2020-2021 DARING Innovation Grant Recipients

The District 128 Foundation for Learning continued its mission to enhance and enrich learning in Community High School District 128 by awarding six DARING Innovation Grants totaling $9,074.00 to Libertyville High School and Vernon Hills High School teachers. The 2020-2021 grant winners were announced and celebrated during the 1-28 Day of Giving on January 28, 2021. This year's grants brought the number of grants awarded by the Foundation since 2008 to 169 and the total dollars funded to $254,813.33. In addition, the Foundation has given money to the high schools for project funding and assistance for students in need. To date, the Foundation has given LHS and VHHS $480,420.72 in funding for these initiatives.

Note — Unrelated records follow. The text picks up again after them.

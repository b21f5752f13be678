use crate::clients::{
    FeatureRequestClient, LocationClient, OrderClient, ProductClient, ProfileClient,
    SettingsClient,
};
use crate::clock::SharedClock;
use crate::config::{KvbConfig, SchedulerConfig};
use crate::feature_request_actor::FeatureRequestError;
use crate::location_actor::LocationError;
use crate::lottery::{self, Draw};
use crate::model::{LocationId, OrderCreate, OrderId};
use crate::order_actor::{OrderContext, OrderError};
use crate::pickup::{self, PickupSummary};
use crate::product_actor::ProductError;
use crate::profile_actor::ProfileError;
use crate::settings_actor::SettingsError;
use crate::window::{evaluate, Phase, TableSnapshot, WindowScheduler};
use chrono::NaiveDate;
use table_actor::TableAccess;
use thiserror::Error;
use tracing::{error, info, warn};

/// Anything that can go wrong when using the system as a whole.
#[derive(Debug, Error)]
pub enum SystemError {
    #[error(transparent)]
    Product(#[from] ProductError),
    #[error(transparent)]
    Location(#[from] LocationError),
    #[error(transparent)]
    Order(#[from] OrderError),
    #[error(transparent)]
    Profile(#[from] ProfileError),
    #[error(transparent)]
    FeatureRequest(#[from] FeatureRequestError),
    #[error(transparent)]
    Settings(#[from] SettingsError),
    /// Orders are only taken while the window is open.
    #[error("Not accepting orders: {0}")]
    OrderingClosed(Phase),
}

/// Every table of the borrel app, wired together and running.
///
/// The Order table depends on the Profile, Product and Location tables and gets their
/// clients as its context. Feature requests and orders read the shared clock.
///
/// # Example
///
/// ```ignore
/// let system = BorrelSystem::new(Arc::new(SystemClock), 32);
/// system.seed(&config).await?;
///
/// let id = system.place_order(order).await?;
/// let draw = system.draw_lottery().await?;
///
/// system.shutdown().await?;
/// ```
pub struct BorrelSystem {
    pub products: ProductClient,
    pub locations: LocationClient,
    pub orders: OrderClient,
    pub profiles: ProfileClient,
    pub feature_requests: FeatureRequestClient,
    pub settings: SettingsClient,
    clock: SharedClock,
    handles: Vec<tokio::task::JoinHandle<()>>,
}

impl BorrelSystem {
    /// Spawns all tables, each with a request buffer of `buffer_size`.
    pub fn new(clock: SharedClock, buffer_size: usize) -> Self {
        let (product_actor, products) = crate::product_actor::new(buffer_size);
        let (location_actor, locations) = crate::location_actor::new(buffer_size);
        let (profile_actor, profiles) = crate::profile_actor::new(buffer_size);
        let (settings_actor, settings) = crate::settings_actor::new(buffer_size);
        let (feature_actor, feature_requests) = crate::feature_request_actor::new(buffer_size);
        let (order_actor, orders) = crate::order_actor::new(buffer_size);

        let handles = vec![
            tokio::spawn(product_actor.run(())),
            tokio::spawn(location_actor.run(())),
            tokio::spawn(profile_actor.run(())),
            tokio::spawn(settings_actor.run(())),
            tokio::spawn(feature_actor.run(clock.clone())),
            tokio::spawn(order_actor.run(OrderContext {
                profiles: profiles.clone(),
                products: products.clone(),
                locations: locations.clone(),
                clock: clock.clone(),
            })),
        ];

        Self {
            products,
            locations,
            orders,
            profiles,
            feature_requests,
            settings,
            clock,
            handles,
        }
    }

    pub fn clock(&self) -> SharedClock {
        self.clock.clone()
    }

    pub fn today(&self) -> NaiveDate {
        self.clock.now().date()
    }

    /// Fills an empty system from the configuration.
    ///
    /// The window is written only when none is stored; products and locations only
    /// when their table is empty. Running it twice changes nothing.
    pub async fn seed(&self, config: &KvbConfig) -> Result<(), SystemError> {
        if self.settings.read_window().await?.is_none() {
            info!(window = %config.window, "Storing default ordering window");
            self.settings.write_window(&config.window).await?;
        }

        if self.products.list().await?.is_empty() {
            for product in &config.seed.products {
                self.products.create_product(product.clone()).await?;
            }
        }
        if self.locations.list().await?.is_empty() {
            for location in &config.seed.locations {
                self.locations.create_location(location.clone()).await?;
            }
        }
        Ok(())
    }

    /// A snapshot source reading this system's Product and Settings tables.
    pub fn snapshot_source(&self) -> TableSnapshot {
        TableSnapshot::new(self.products.clone(), self.settings.clone())
    }

    /// A scheduler over this system's tables. Drop it (or stop its `run`) before
    /// [`shutdown`](Self::shutdown), since it holds table clients.
    pub fn scheduler(&self, config: &SchedulerConfig) -> WindowScheduler<TableSnapshot> {
        WindowScheduler::new(
            self.clock.clone(),
            self.snapshot_source(),
            config.poll_interval(),
            config.channel_capacity,
        )
    }

    /// Evaluates the phase right now from fresh table reads.
    pub async fn current_phase(&self) -> Result<Phase, SystemError> {
        let products = self.products.list().await?;
        let window = self.settings.read_window().await?;
        Ok(evaluate(self.clock.now(), window.as_ref(), &products))
    }

    /// Places an order if the window is open.
    pub async fn place_order(&self, order: OrderCreate) -> Result<OrderId, SystemError> {
        let phase = self.current_phase().await?;
        if !phase.accepts_orders() {
            warn!(%phase, "Order refused");
            return Err(SystemError::OrderingClosed(phase));
        }
        Ok(self.orders.create_order(order).await?)
    }

    /// Distinct customer names of today's orders, in table order.
    pub async fn todays_participants(&self) -> Result<Vec<String>, SystemError> {
        let orders = self.orders.list().await?;
        Ok(lottery::participants_for(&orders, self.today()))
    }

    pub async fn draw_lottery(&self) -> Result<Draw, SystemError> {
        let participants = self.todays_participants().await?;
        Ok(lottery::draw(&participants, self.today()))
    }

    /// Today's pickup list, optionally for one location.
    pub async fn pickup_summary(
        &self,
        location: Option<LocationId>,
    ) -> Result<PickupSummary, SystemError> {
        let orders = self.orders.orders_on(self.today()).await?;
        let products = self.products.list().await?;
        Ok(pickup::summarize(&orders, &products, location))
    }

    /// Drops every client and waits for the tables to stop.
    ///
    /// The Order table holds clones of the Profile, Product and Location clients, so
    /// those tables stop only after it has.
    pub async fn shutdown(self) -> Result<(), String> {
        info!("Shutting down system...");

        drop(self.orders);
        drop(self.feature_requests);
        drop(self.settings);
        drop(self.profiles);
        drop(self.locations);
        drop(self.products);

        for handle in self.handles {
            if let Err(e) = handle.await {
                error!("Actor task failed: {:?}", e);
                return Err(format!("Actor task failed: {:?}", e));
            }
        }

        info!("System shutdown complete.");
        Ok(())
    }
}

2020-2021 DARING Innovation Grant Recipients

The 2020-2021 DARING Innovation Grants Winners

Bring to Life the IOT: Internet of Things - Everything is becoming connected to the internet: your wrist, your fridge, your car, your house, etc. The IOT is about learning how to connect those things better with new ways to collect and analyze data. Working with a combination of sensors and micro-computers, students will integrate their engineering, robotics, and programming skills to build small electronic devices. This project gives students in Advanced Topics in Computer Science the chance to work with a variety of tools in the IOT field. $2,000, VHHS Mathematics - Adam Lueken; LHS Mathematics - Teresa Elmore

Crazy Circuits Bit Board and Sewing Projects - Crazy Circuits Bit Boards and Sewing Kits will enable students of all levels to experience computer science in a physical and engaging manner. The bit board kits help students build their own LEGO creations that can be controlled by software they have written for the micro:bit device. The sewing kits are used to incorporate technology into fabrics and wearable devices.These activities allow students to put their coding skills to use in new ways, using their creativity and imagination.  $2,000, LHS Mathematics - Teresa Elmore, Christine Falkstrom; VHHS Mathematics - Adam Lueken, Ryan Feeney

Dynamic Hands-on Modeling to Engage and Captivate Cutting Edge Science Technology - Students achieve a better understanding of multiple biotechnology concepts including diagnostics, forensics, and bacterial transformation with a single hands-on modeling kit. Polymerase Chain Reaction and Nucleotide Gene Sequencing are changing the world of personalized medicine and rapid diagnostic testing. This project funds manipulatives, and being able to manipulate these processes is the ideal foundation for the understanding of PCR and Gene Sequencing. Through inquiry and model building, students will use a hands-on approach to understand biological technologies. $651, VHHS Science - Chris Wolf

German Language-Exchange Platform:  Virtual Conversation Partners - This project allows German students to converse with native Germans in a safe virtual space and practice their interpersonal speaking skills. Students are given a conversation topic and then prepare vocabulary and study history and culture to successfully communicate. This project provides a live and tangible learning experience in a natural setting. $1,440, LHS World Languages - Heidi Lechner

Outdoor Education Cold Water Immersion - This project enhances the Hypothermia and Ice Rescue lessons given in Outdoor Education. By providing cold water immersion suits, students can experience and practice struggling in cold water as well as gain an understanding of the necessary protocols to follow in an emergency.  $2,085, VHHS Physical Welfare - Jerry Miceli, Jesse Wolter

Slow Motion Physics - A commercial-grade high speed (slow motion) camera will capture events too difficult to see with the naked eye: slinky free fall, bubbles forming and bursting, impacts, collisions, deformations, combustion, fluid dynamics, center of mass, simultaneous events, and Newton's first law demonstrations. Slowing time benefits student scientists because they can analyze physical phenomena and gather data to make arguments from evidence instead of conjecture.  $898, LHS Science - Mark Buesing, Brandon Murchison, Suzanne Torrence

Total Grants Funded for 2020-2021 - $9,074.00

 

Founded in 2007, the Foundation for Learning was established to enhance and enrich the instructional program in District 128 by obtaining resources through community partnerships.